[英]Extracting a string from one column into another in R
I have an example data frame like the one below.我有一个示例数据框,如下所示。
ID ![]() |
File![]() |
---|---|
1 ![]() |
11_213.csv ![]() |
2 ![]() |
13_256.csv ![]() |
3 ![]() |
11_223.csv ![]() |
4 ![]() |
12_389.csv ![]() |
5 ![]() |
14_456.csv ![]() |
6 ![]() |
12_345.csv ![]() |
And I want to add another column based on the string between the underscore and the period to get a data frame that looks something like this.我想根据下划线和句点之间的字符串添加另一列,以获得看起来像这样的数据框。
ID ![]() |
File![]() |
Group![]() |
---|---|---|
1 ![]() |
11_213.csv ![]() |
213 ![]() |
2 ![]() |
13_256.csv ![]() |
256 ![]() |
3 ![]() |
11_223.csv ![]() |
223 ![]() |
4 ![]() |
12_389.csv ![]() |
389 ![]() |
5 ![]() |
14_456.csv ![]() |
456 ![]() |
6 ![]() |
12_345.csv ![]() |
345 ![]() |
I think I need to use the str_extract feature within stringr but I am not sure what notation to use for my pattern.我想我需要在 stringr 中使用 str_extract 功能,但我不确定要为我的模式使用什么符号。 For example when I use:
例如,当我使用:
df <- df %>%
mutate("Group" = str_extract(File, "[^_]+"))

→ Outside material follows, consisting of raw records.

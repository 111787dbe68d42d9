// fstabgen constants

// Where the generated table lands unless overridden
pub const DEFAULT_FSTAB_FILE: &str = "/etc/fstab";
pub const DEFAULT_YAML_FILE: &str = "./fstab.yaml";

// Optional TOML settings file
pub const CONFIG_FILE: &str = "/etc/fstabgen.toml";

// Backup directory, relative to the invoking user's home
pub const DEFAULT_BACKUP_SUBDIR: &str = "backups/fstab";

// fstab_<YYYYMMDD>_<HHMMSS>.bak, second resolution; lexicographic
// order of these names equals chronological order
pub const BACKUP_TIMESTAMP_FORMAT: &str = "%Y%m%d_%H%M%S";
pub const BACKUP_PREFIX: &str = "fstab_";
pub const BACKUP_SUFFIX: &str = ".bak";

// Filesystem types the renderer recognizes; anything else is accepted
// with a warning
pub const KNOWN_FS_TYPES: &[&str] = &[
    "sysfs",
    "tmpfs",
    "bdev",
    "proc",
    "cgroup",
    "cgroup2",
    "cpuset",
    "devtmpfs",
    "configfs",
    "debugfs",
    "tracefs",
    "securityfs",
    "sockfs",
    "bpf",
    "pipefs",
    "ramfs",
    "hugetlbfs",
    "devpts",
    "ext2",
    "ext3",
    "ext4",
    "squashfs",
    "vfat",
    "ecryptfs",
    "fuseblk",
    "fuse",
    "fusectl",
    "efivarfs",
    "mqueue",
    "pstore",
    "autofs",
    "binfmt_misc",
    "vboxsf",
    "overlay",
    "none",
    "xfs",
    "nfs",
    "swap",
];

// Types that honor a root-reserve percentage
pub const RESERVE_CAPABLE_TYPES: &[&str] = &["ext2", "ext3", "ext4"];

// Journaled block filesystems get fsck ordering; everything else 0 0
pub const FSCK_ORDERED_TYPES: &[&str] = &["ext2", "ext3", "ext4", "xfs"];

pub const FSTAB_HEADER: &str = "\
# /etc/fstab: static file system information.
#
# Generated by fstabgen. Manual edits will be overwritten on the
# next run; change the YAML description instead.
#
# <device> <mountpoint> <type> <options> <dump> <pass>
";
// Copyright 2026 fstabgen Developers
// SPDX-License-Identifier: GPL-3.0-or-later
mod conf;
mod core;
mod defs;
mod utils;

use std::fs;

use anyhow::{Context, Result};
use clap::Parser;
use crate::{
    conf::{cli::Cli, config::Settings},
    core::{validate::FindmntValidator, ApplyController, ApplyError, ApplyOutcome},
};

fn load_settings(cli: &Cli) -> Result<Settings> {
    if let Some(config_path) = &cli.config {
        return Settings::from_file(config_path).with_context(|| {
            format!(
                "Failed to load settings from custom path: {}",
                config_path.display()
            )
        });
    }

    match Settings::load_default() {
        Ok(settings) => Ok(settings),
        Err(e) => {
            let is_not_found = e
                .root_cause()
                .downcast_ref::<std::io::Error>()
                .map(|io_err| io_err.kind() == std::io::ErrorKind::NotFound)
                .unwrap_or(false);

            if is_not_found {
                Ok(Settings::default())
            } else {
                Err(e).context(format!(
                    "Failed to load default settings from {}",
                    defs::CONFIG_FILE
                ))
            }
        }
    }
}

fn exit_code_for(error: &ApplyError) -> i32 {
    match error {
        ApplyError::ValidationFailedRolledBack { .. } => 2,
        ApplyError::RollbackFailed { .. } => 3,
        _ => 1,
    }
}

fn main() -> Result<()> {
    let cli = Cli::parse();

    let mut settings = load_settings(&cli)?;

    settings.merge_with_cli(
        cli.yaml_file.clone(),
        cli.fstab_file.clone(),
        cli.dry_run,
        cli.root_reserve,
    );

    utils::init_logging(cli.verbose).context("Failed to initialize logging")?;

    tracing::debug!(
        "yaml: {}, fstab: {}, backups: {}",
        settings.yaml_file.display(),
        settings.fstab_file.display(),
        settings.backup_dir.display()
    );

    let yaml_text = fs::read_to_string(&settings.yaml_file).with_context(|| {
        format!(
            "Failed to read mount description: {}",
            settings.yaml_file.display()
        )
    })?;

    let tree: serde_yaml::Value = serde_yaml::from_str(&yaml_text).with_context(|| {
        format!(
            "Failed to parse mount description: {}",
            settings.yaml_file.display()
        )
    })?;

    let controller = ApplyController::new(settings, Box::new(FindmntValidator));

    match controller.run(&tree) {
        Ok(ApplyOutcome::DryRun(text)) => {
            print!("{}", text);
        }
        Ok(ApplyOutcome::Committed { backup, .. }) => {
            if let Some(backup) = backup {
                tracing::info!("pre-run snapshot retained at {}", backup.display());
            }
            tracing::info!(">> Mount table committed.");
        }
        Err(error) => {
            tracing::error!("{}", error);

            if let ApplyError::NoValidEntries { errors } = &error {
                for e in errors {
                    tracing::error!("  {}", e);
                }
            }

            match error.backup_file() {
                Some(backup) => tracing::error!(
                    "authoritative pre-run snapshot: {}",
                    backup.display()
                ),
                None => tracing::error!("no pre-run snapshot exists for this run"),
            }

            std::process::exit(exit_code_for(&error));
        }
    }

    Ok(())
}
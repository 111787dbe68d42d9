// Copyright 2026 fstabgen Developers
// SPDX-License-Identifier: GPL-3.0-or-later

use std::path::PathBuf;

use clap::Parser;

#[derive(Parser, Debug)]
#[command(
    name = "fstabgen",
    version,
    about = "Generate /etc/fstab from a YAML mount description and apply it safely"
)]
pub struct Cli {
    /// Path to a TOML settings file
    #[arg(short = 'c', long = "config")]
    pub config: Option<PathBuf>,
    /// Path to the YAML mount description
    #[arg(long = "yaml_file")]
    pub yaml_file: Option<PathBuf>,
    /// Path to the target fstab file
    #[arg(long = "fstab_file")]
    pub fstab_file: Option<PathBuf>,
    /// Print the generated table without touching any file
    #[arg(long = "dry_run")]
    pub dry_run: bool,
    /// Apply root-reserve settings for capable filesystems
    #[arg(long = "root_reserve")]
    pub root_reserve: bool,
    #[arg(short = 'v', long = "verbose")]
    pub verbose: bool,
}
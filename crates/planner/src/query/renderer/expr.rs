use crate::query::{
    ast::expr::{BinaryOp, BinaryOperator, Expr, FunctionCall, Ident},
    renderer::{Render, Renderer},
};

impl Render for Expr {
    fn render(&self, r: &mut Renderer) {
        match self {
            Expr::Identifier(ident) => ident.render(r),
            Expr::Value(val) => r.add_param(val.clone()),
            Expr::BinaryOp(op) => op.render(r),
            Expr::FunctionCall(func) => func.render(r),
            Expr::Alias { expr, alias } => {
                expr.render(r);
                r.push(" AS ");
                r.push_ident(alias);
            }
            Expr::IsNull(inner) => {
                r.push("(");
                inner.render(r);
                r.push(" IS NULL)");
            }
            Expr::CurrentDate => {
                let today = r.dialect.current_date();
                r.push(today);
            }
        }
    }
}

impl Render for Ident {
    fn render(&self, r: &mut Renderer) {
        if let Some(qualifier) = &self.qualifier {
            r.push_ident(qualifier);
            r.push(".");
        }
        r.push_ident(&self.name);
    }
}

impl BinaryOperator {
    pub fn as_sql(&self) -> &'static str {
        match self {
            BinaryOperator::Eq => "=",
            BinaryOperator::Lt => "<",
            BinaryOperator::GtEq => ">=",
            BinaryOperator::And => "AND",
        }
    }
}

/// Always parenthesized, so nested conditions keep their grouping.
impl Render for BinaryOp {
    fn render(&self, r: &mut Renderer) {
        r.push("(");
        self.left.render(r);
        r.push(" ");
        r.push(self.op.as_sql());
        r.push(" ");
        self.right.render(r);
        r.push(")");
    }
}

impl Render for FunctionCall {
    fn render(&self, r: &mut Renderer) {
        r.push(&self.name);
        r.push("(");
        if self.wildcard {
            r.push("*");
        } else {
            r.list(&self.args);
        }
        r.push(")");
    }
}
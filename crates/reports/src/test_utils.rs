use async_trait::async_trait;
use connectors::sql::base::{
    connector::{DatabaseKind, SqlConnector},
    error::{ConnectorError, DbError},
};
use model::{
    core::value::Value,
    records::table::{ColumnHeader, ResultTable},
};
use planner::query::dialect::{self, Dialect};
use std::{
    sync::{Arc, Mutex},
    time::Duration,
};

/// In-memory connector that records every statement and replays a canned
/// result.
#[derive(Clone)]
pub struct RecordingConnector {
    calls: Arc<Mutex<Vec<(String, Vec<Value>)>>>,
    response: Arc<Mutex<Option<Result<ResultTable, String>>>>,
    delay: Option<Duration>,
    dialect: dialect::Sqlite,
}

impl RecordingConnector {
    pub fn returning(table: ResultTable) -> Self {
        Self {
            calls: Arc::default(),
            response: Arc::new(Mutex::new(Some(Ok(table)))),
            delay: None,
            dialect: dialect::Sqlite,
        }
    }

    pub fn failing(message: &str) -> Self {
        let connector = Self::returning(ResultTable::empty(Vec::new()));
        *connector.response.lock().unwrap() = Some(Err(message.to_string()));
        connector
    }

    pub fn with_delay(mut self, delay: Duration) -> Self {
        self.delay = Some(delay);
        self
    }

    pub fn calls(&self) -> Vec<(String, Vec<Value>)> {
        self.calls.lock().unwrap().clone()
    }
}

pub fn table(columns: &[&str], rows: Vec<Vec<Value>>) -> ResultTable {
    let headers = columns
        .iter()
        .map(|name| ColumnHeader::new(name, model::core::data_type::DataType::String))
        .collect();
    ResultTable::new(headers, rows)
}

#[async_trait]
impl SqlConnector for RecordingConnector {
    fn from_url(_url: &str) -> Result<Self, ConnectorError> {
        Ok(Self::returning(ResultTable::empty(Vec::new())))
    }

    async fn query_table(&self, sql: &str, params: Vec<Value>) -> Result<ResultTable, DbError> {
        self.calls.lock().unwrap().push((sql.to_string(), params));
        if let Some(delay) = self.delay {
            tokio::time::sleep(delay).await;
        }
        match self.response.lock().unwrap().clone() {
            Some(Ok(table)) => Ok(table),
            Some(Err(message)) => Err(DbError::Task(message)),
            None => Ok(ResultTable::empty(Vec::new())),
        }
    }

    async fn ping(&self) -> Result<(), DbError> {
        Ok(())
    }

    fn dialect(&self) -> &dyn Dialect {
        &self.dialect
    }

    fn kind(&self) -> DatabaseKind {
        DatabaseKind::Sqlite
    }
}
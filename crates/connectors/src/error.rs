use crate::sql::base::error::ConnectorError;
use thiserror::Error;

#[derive(Debug, Error)]
pub enum AdapterError {
    /// An unsupported data format was requested.
    #[error("Unsupported format: {0}")]
    UnsupportedFormat(String),

    /// The connection string does not reveal which backend it targets.
    #[error("Cannot infer database format from '{0}'; pass the format explicitly")]
    UnknownFormat(String),

    /// Failed to initialize a data connector.
    #[error("Connector error: {0}")]
    Connector(#[from] ConnectorError),
}
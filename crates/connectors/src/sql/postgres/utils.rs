use crate::sql::base::error::ConnectorError;
use native_tls::TlsConnector;
use postgres_native_tls::MakeTlsConnector;
use std::future::Future;
use tokio_postgres::{Client, Config, NoTls, config::SslMode};
use tracing::{error, warn};

/// Opens a client honoring `sslmode`. `prefer` falls back to plaintext
/// when the TLS handshake fails.
pub(crate) async fn connect_client(config: &Config) -> Result<Client, ConnectorError> {
    match config.get_ssl_mode() {
        SslMode::Disable => connect_plain(config).await,
        SslMode::Prefer => match connect_tls(config).await {
            Ok(client) => Ok(client),
            Err(error) => {
                warn!(%error, "Postgres TLS handshake failed, retrying without TLS");
                connect_plain(config).await
            }
        },
        _ => connect_tls(config).await,
    }
}

async fn connect_tls(config: &Config) -> Result<Client, ConnectorError> {
    let tls = MakeTlsConnector::new(TlsConnector::builder().build()?);
    let (client, connection) = config.connect(tls).await?;
    drive(connection);
    Ok(client)
}

async fn connect_plain(config: &Config) -> Result<Client, ConnectorError> {
    let (client, connection) = config.connect(NoTls).await?;
    drive(connection);
    Ok(client)
}

/// The connection half must be polled for the client to make progress; it
/// finishes once the client is dropped.
fn drive<C>(connection: C)
where
    C: Future<Output = Result<(), tokio_postgres::Error>> + Send + 'static,
{
    tokio::spawn(async move {
        if let Err(err) = connection.await {
            error!(%err, "Postgres connection error");
        }
    });
}
use crate::{
    catalog::ReportCatalog,
    error::ReportError,
    executor::QueryExecutor,
    filter::{FilterCompiler, FilterSpec, keys},
};
use connectors::{file::csv::writer::CsvTableWriter, sql::base::connector::SqlConnector};
use model::records::table::ResultTable;
use planner::query::{ast::common::TableRef, builder::select::SelectBuilder, qualified};
use std::{sync::Arc, time::Duration};
use tracing::info;

/// Caller-facing entry point: list, run and export reports.
#[derive(Clone)]
pub struct ReportService {
    catalog: Arc<ReportCatalog>,
    executor: QueryExecutor,
}

impl ReportService {
    pub fn new(catalog: Arc<ReportCatalog>, connector: Arc<dyn SqlConnector>) -> Self {
        Self {
            catalog,
            executor: QueryExecutor::new(connector),
        }
    }

    /// Service over the built-in reports.
    pub fn with_default_catalog(connector: Arc<dyn SqlConnector>) -> Result<Self, ReportError> {
        Ok(Self::new(ReportCatalog::global()?, connector))
    }

    pub fn with_timeout(mut self, timeout: Option<Duration>) -> Self {
        self.executor = self.executor.with_timeout(timeout);
        self
    }

    pub fn catalog(&self) -> &ReportCatalog {
        &self.catalog
    }

    pub fn list_queries(&self) -> Vec<String> {
        self.catalog.list_query_names()
    }

    /// Looks up `name`, validates `filters` against it and runs it.
    ///
    /// Unknown reports and bad filters fail before the database is touched.
    pub async fn run_query(&self, name: &str, filters: &FilterSpec) -> Result<ResultTable, ReportError> {
        let report = self.catalog.get(name)?;
        let predicate = FilterCompiler::compile(report, filters)?;
        info!(
            "Running report '{}' with {} active filter(s)",
            name,
            predicate.predicates().len()
        );
        self.executor.execute(report, &predicate).await
    }

    pub fn export_csv(&self, table: &ResultTable) -> Result<Vec<u8>, ReportError> {
        Ok(CsvTableWriter::new().to_bytes(table)?)
    }

    pub fn filter_keys(&self) -> Vec<&'static str> {
        keys::keys()
    }

    /// Distinct non-null values of a filter's column, sorted ascending.
    pub async fn filter_options(&self, key: &str) -> Result<Vec<String>, ReportError> {
        let filter = keys::lookup(key).ok_or_else(|| {
            ReportError::invalid_filter(
                key,
                format!("unknown filter (expected one of: {})", keys::keys().join(", ")),
            )
        })?;

        let select = SelectBuilder::new()
            .select_distinct(vec![qualified(filter.qualifier, filter.column)])
            .from(TableRef::new(filter.table), Some(filter.qualifier))
            .build();

        let table = self
            .executor
            .execute_select(&format!("{key} options"), &select)
            .await?;

        let mut options: Vec<String> = table
            .rows()
            .iter()
            .filter_map(|row| row.first())
            .filter(|value| !value.is_null())
            .map(|value| value.to_cell())
            .collect();
        options.sort();
        options.dedup();
        Ok(options)
    }
}
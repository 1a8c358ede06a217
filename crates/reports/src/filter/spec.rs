use crate::error::ReportError;
use std::collections::BTreeMap;

/// Dropdown label meaning "do not filter on this column".
pub const ALL_SENTINEL: &str = "(All)";

#[derive(Debug, Clone, PartialEq, Eq)]
pub enum FilterValue {
    All,
    Eq(String),
}

impl FilterValue {
    /// `None`, blank input and [`ALL_SENTINEL`] all mean no filter.
    pub fn from_selection(selection: Option<&str>) -> Self {
        match selection.map(str::trim) {
            None | Some("") | Some(ALL_SENTINEL) => FilterValue::All,
            Some(value) => FilterValue::Eq(value.to_string()),
        }
    }
}

/// The filter selections for one report run, keyed by filter name.
#[derive(Debug, Clone, Default, PartialEq, Eq)]
pub struct FilterSpec {
    entries: BTreeMap<String, FilterValue>,
}

impl FilterSpec {
    pub fn new() -> Self {
        Self::default()
    }

    pub fn with(mut self, key: &str, selection: Option<&str>) -> Self {
        self.set(key, selection);
        self
    }

    pub fn set(&mut self, key: &str, selection: Option<&str>) {
        self.entries
            .insert(key.trim().to_string(), FilterValue::from_selection(selection));
    }

    /// Builds a spec from `key=value` arguments.
    pub fn from_pairs<I, S>(pairs: I) -> Result<Self, ReportError>
    where
        I: IntoIterator<Item = S>,
        S: AsRef<str>,
    {
        let mut spec = Self::new();
        for pair in pairs {
            let pair = pair.as_ref();
            let (key, value) = pair.split_once('=').ok_or_else(|| {
                ReportError::invalid_filter(pair, "expected KEY=VALUE")
            })?;
            if key.trim().is_empty() {
                return Err(ReportError::invalid_filter(pair, "empty filter name"));
            }
            spec.set(key, Some(value));
        }
        Ok(spec)
    }

    pub fn get(&self, key: &str) -> Option<&FilterValue> {
        self.entries.get(key)
    }

    /// Every key the caller mentioned, including "no filter" entries.
    pub fn keys(&self) -> impl Iterator<Item = &str> {
        self.entries.keys().map(String::as_str)
    }

    /// Keys carrying an actual value, sentinel entries skipped.
    pub fn active(&self) -> impl Iterator<Item = (&str, &str)> {
        self.entries.iter().filter_map(|(key, value)| match value {
            FilterValue::Eq(v) => Some((key.as_str(), v.as_str())),
            FilterValue::All => None,
        })
    }

    pub fn is_empty(&self) -> bool {
        self.active().next().is_none()
    }
}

I get the all the information before the underscore like this:我得到下划线之前的所有信息,如下所示:
ID ![]() |
File![]() |
Group![]() |
---|---|---|
1 ![]() |
11_213.csv ![]() |
11 ![]() |
2 ![]() |
13_256.csv ![]() |
13 ![]() |
3 ![]() |
11_223.csv ![]() |
11 ![]() |
4 ![]() |
12_389.csv ![]() |
12 ![]() |
5 ![]() |
14_456.csv ![]() |
14 ![]() |
6 ![]() |
12_345.csv ![]() |
12 ![]() |
But that is not what I want.但这不是我想要的。 What should I use instead of "[^_]+" to get just the stuff between the underscore and the period?
我应该使用什么来代替“[^_]+”来获取下划线和句点之间的内容? Thanks!
谢谢!
We can use a regex lookaround to extract the digits ( \\d+
) that succeeds a _
and precedes a .
我们可以使用正则表达式环视来提取
_
和 a 之前的数字( \\d+
) .
with str_extract
使用
str_extract
library(dplyr)
library(stringr)
df <- df %>%
mutate(Group = str_extract(File, "(?<=_)(\\d+)(?=\\.)")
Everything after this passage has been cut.